As one study by psychologist Douglas Kahneman and colleagues found, of all daily activities, commuting was ranked by participants as the least satisfying. The study suggests that commuting is an activity that many would happily give up in exchange for doing something more pleasurable or rewarding.

But commuting is one of the most significant travel practices of our time. This twice-daily ebb and flow of people is one of the major rhythms of contemporary urban life.

A survey in London reported that on average British workers will spend one year and thirty-five days commuting 191,760 miles, or 308,607 kilometres, in their lifetimes.

Although it might feel like commuting has always been part of urban life, it is a relatively recent phenomenon. Before the twentieth century, people in many cities tended to live much closer to their places of work. Rewind to the early nineteenth century: People only travelled about fifty meters a day on average.
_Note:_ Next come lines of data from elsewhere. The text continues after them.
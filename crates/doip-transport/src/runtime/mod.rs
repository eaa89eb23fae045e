//! Tokio driver for the TCP handler
//!
//! ```text
//!  accept task ──Accepted──┐
//!  watcher per conn ─Readable─┤
//!  timer tasks ──TimerExpired─┼──> dispatch task (owns TcpHandler)
//!  TransmitHandle ──Transmit──┤
//!  DoIpServer::stop ─Shutdown─┘
//! ```
//!
//! The dispatch task is the only place the handler and its channels are
//! touched, so channel processing is strictly sequential. A watcher waits
//! for read readiness, posts one event, then waits until the dispatcher has
//! processed it before watching again.

mod socket;
mod timers;

pub use socket::TokioSocket;

use std::net::SocketAddr;
use std::sync::Arc;
use std::time::Duration;

use tokio::net::tcp::OwnedReadHalf;
use tokio::net::{TcpListener, TcpStream};
use tokio::sync::{mpsc, Notify};
use tokio::task::JoinHandle;
use tracing::{debug, info, warn};

use crate::channel::timer::TimerKey;
use crate::channel::ReadStatus;
use crate::config::DoIpConfig;
use crate::error::DoIpError;
use crate::tcp::TcpHandler;
use crate::uds::{ChannelId, HandlerId, TransmissionResult, UdsMessage, UdsTransportProtocolMgr};

use timers::TokioTimers;

/// Back-off after a failed accept, e.g. when out of file descriptors
const ACCEPT_RETRY_DELAY: Duration = Duration::from_millis(100);

pub(crate) enum Event {
    Accepted(TcpStream, SocketAddr),
    Readable { slot: usize, generation: u64 },
    TimerExpired(TimerKey),
    Transmit {
        message: UdsMessage,
        channel_id: ChannelId,
    },
    Shutdown,
}

/// Running DoIP TCP server
pub struct DoIpServer {
    local_addr: SocketAddr,
    handler_id: HandlerId,
    events: mpsc::UnboundedSender<Event>,
    mgr: Arc<dyn UdsTransportProtocolMgr>,
    acceptor: JoinHandle<()>,
    dispatcher: JoinHandle<()>,
}

impl DoIpServer {
    /// Bind the configured address and start serving
    pub async fn start(
        config: DoIpConfig,
        handler_id: HandlerId,
        mgr: Arc<dyn UdsTransportProtocolMgr>,
    ) -> Result<Self, DoIpError> {
        config.validate()?;
        let bind_addr = SocketAddr::new(config.tcp.ip_address, config.tcp.port);
        let listener = TcpListener::bind(bind_addr).await?;
        let local_addr = listener.local_addr()?;

        let (events_tx, events_rx) = mpsc::unbounded_channel();
        let timers = Arc::new(TokioTimers::new(events_tx.clone()));
        let handler = TcpHandler::new(config, handler_id, Arc::clone(&mgr), timers.clone())?;

        let dispatcher = Dispatcher {
            connections: (0..handler.capacity()).map(|_| None).collect(),
            handler,
            timers,
            events: events_tx.clone(),
            mgr: Arc::clone(&mgr),
            next_generation: 0,
        };
        let dispatcher = tokio::spawn(dispatcher.run(events_rx));
        let acceptor = tokio::spawn(accept_loop(listener, events_tx.clone()));

        info!(%local_addr, handler_id, "DoIP server listening");
        Ok(Self {
            local_addr,
            handler_id,
            events: events_tx,
            mgr,
            acceptor,
            dispatcher,
        })
    }

    pub fn local_addr(&self) -> SocketAddr {
        self.local_addr
    }

    pub fn handler_id(&self) -> HandlerId {
        self.handler_id
    }

    /// Cloneable handle for sending outbound UDS messages from any thread
    pub fn transmit_handle(&self) -> TransmitHandle {
        TransmitHandle {
            events: self.events.clone(),
            mgr: Arc::clone(&self.mgr),
        }
    }

    /// Close every connection and stop serving.
    ///
    /// The transport manager is told via `handler_stopped` once all channels
    /// are finalized.
    pub async fn stop(self) {
        self.acceptor.abort();
        if self.events.send(Event::Shutdown).is_ok() {
            if let Err(e) = self.dispatcher.await {
                warn!(%e, "Dispatcher ended abnormally");
            }
        }
        info!(handler_id = self.handler_id, "DoIP server stopped");
    }
}

/// Sender half for outbound UDS messages
#[derive(Clone)]
pub struct TransmitHandle {
    events: mpsc::UnboundedSender<Event>,
    mgr: Arc<dyn UdsTransportProtocolMgr>,
}

impl TransmitHandle {
    /// Queue `message` for the routing-active channel `channel_id`.
    ///
    /// The outcome is reported through `transmit_confirmation`. If the server
    /// already stopped, the failure is confirmed right away.
    pub fn transmit(&self, message: UdsMessage, channel_id: ChannelId) -> Result<(), DoIpError> {
        match self.events.send(Event::Transmit {
            message,
            channel_id,
        }) {
            Ok(()) => Ok(()),
            Err(mpsc::error::SendError(event)) => {
                if let Event::Transmit { message, .. } = event {
                    self.mgr
                        .transmit_confirmation(message, TransmissionResult::TransmitFailed);
                }
                Err(DoIpError::ServerStopped)
            }
        }
    }
}

async fn accept_loop(listener: TcpListener, events: mpsc::UnboundedSender<Event>) {
    loop {
        match listener.accept().await {
            Ok((stream, peer)) => {
                debug!(%peer, "Incoming connection");
                if events.send(Event::Accepted(stream, peer)).is_err() {
                    return;
                }
            }
            Err(e) => {
                warn!(%e, "Accept failed");
                tokio::time::sleep(ACCEPT_RETRY_DELAY).await;
            }
        }
    }
}

/// Post a readiness event, then wait for the dispatcher before watching again
async fn watch_readable(
    reader: Arc<OwnedReadHalf>,
    slot: usize,
    generation: u64,
    events: mpsc::UnboundedSender<Event>,
    rearm: Arc<Notify>,
) {
    loop {
        // an error is reported as readiness; the next read surfaces it
        let _ = reader.readable().await;
        if events.send(Event::Readable { slot, generation }).is_err() {
            return;
        }
        rearm.notified().await;
    }
}

struct Connection {
    generation: u64,
    peer: SocketAddr,
    rearm: Arc<Notify>,
    watcher: JoinHandle<()>,
}

struct Dispatcher {
    handler: TcpHandler<TokioSocket>,
    timers: Arc<TokioTimers>,
    events: mpsc::UnboundedSender<Event>,
    mgr: Arc<dyn UdsTransportProtocolMgr>,
    /// Live connection per channel slot
    connections: Vec<Option<Connection>>,
    next_generation: u64,
}

impl Dispatcher {
    async fn run(mut self, mut events: mpsc::UnboundedReceiver<Event>) {
        while let Some(event) = events.recv().await {
            match event {
                Event::Accepted(stream, peer) => self.on_accepted(stream, peer),
                Event::Readable { slot, generation } => self.on_readable(slot, generation),
                Event::TimerExpired(key) => {
                    self.timers.forget(key);
                    self.handler.on_timeout(key);
                }
                Event::Transmit {
                    message,
                    channel_id,
                } => {
                    if let Err(e) = self.handler.transmit(message, channel_id) {
                        debug!(%e, "Transmit failed");
                    }
                }
                Event::Shutdown => {
                    self.handler.shutdown();
                    self.reconcile();
                    self.timers.cancel_all();
                    self.mgr.handler_stopped(self.handler.handler_id());
                    return;
                }
            }
            self.reconcile();
        }
    }

    fn on_accepted(&mut self, stream: TcpStream, peer: SocketAddr) {
        if let Err(e) = stream.set_nodelay(true) {
            debug!(%peer, %e, "Failed to disable Nagle");
        }
        let socket = TokioSocket::new(stream, peer);
        let reader = socket.reader();

        match self.handler.on_accept(socket) {
            Ok(slot) => {
                self.next_generation += 1;
                let generation = self.next_generation;
                let rearm = Arc::new(Notify::new());
                let watcher = tokio::spawn(watch_readable(
                    reader,
                    slot,
                    generation,
                    self.events.clone(),
                    Arc::clone(&rearm),
                ));
                info!(%peer, slot, "Tester connected");
                self.connections[slot] = Some(Connection {
                    generation,
                    peer,
                    rearm,
                    watcher,
                });
            }
            Err(e) => warn!(%peer, %e, "Connection refused"),
        }
    }

    fn on_readable(&mut self, slot: usize, generation: u64) {
        let current = matches!(
            self.connections.get(slot),
            Some(Some(connection)) if connection.generation == generation
        );
        if !current {
            return;
        }
        if self.handler.on_readable(slot) != ReadStatus::Closed {
            if let Some(Some(connection)) = self.connections.get(slot) {
                connection.rearm.notify_one();
            }
        }
    }

    /// Drop connections whose channel let go of the socket
    fn reconcile(&mut self) {
        for (slot, entry) in self.connections.iter_mut().enumerate() {
            let attached = self
                .handler
                .channel(slot)
                .map_or(false, |channel| channel.has_socket());
            if attached {
                continue;
            }
            if let Some(connection) = entry.take() {
                connection.watcher.abort();
                info!(peer = %connection.peer, slot, "Tester disconnected");
            }
        }
    }
}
Then, as industry and commerce expanded and became increasingly centralized in cities, demand for workers’ accommodation grew and cities developed outwards. The construction of vast suburban railway networks in many cities in the early twentieth century helped to transport large volumes of people efficiently and relatively cheaply into the city from the new outer suburbs, effectively bringing once-distanced locations closer together.

The origin of the word commute itself heralds from the late nineteenth-century United States’ commutation ticket, a reduced price railway season ticket by which the price of multiple daily tickets was “commuted” into a single payment. It was not until the 1960s and 1970s that the car became such a dominant way to commute in many cities.

From Mexico City to Milan, and from Shenzhen to Sydney, transport infrastructures in many large cities around the world are at a breaking point.

In Mumbai, for instance, 7.5 million riders travel each day on some of the most overloaded trains in the world. Every day, there are twenty to twenty-five serious accidents and between ten and twelve people are killed. Some stations even employ their own undertakers.

For environmentalists, this mass daily mobility is a problem viewed in terms of the carbon emissions contributing to human-induced climate change, as well as the detrimental localized effects of air pollution on the health of city dwellers.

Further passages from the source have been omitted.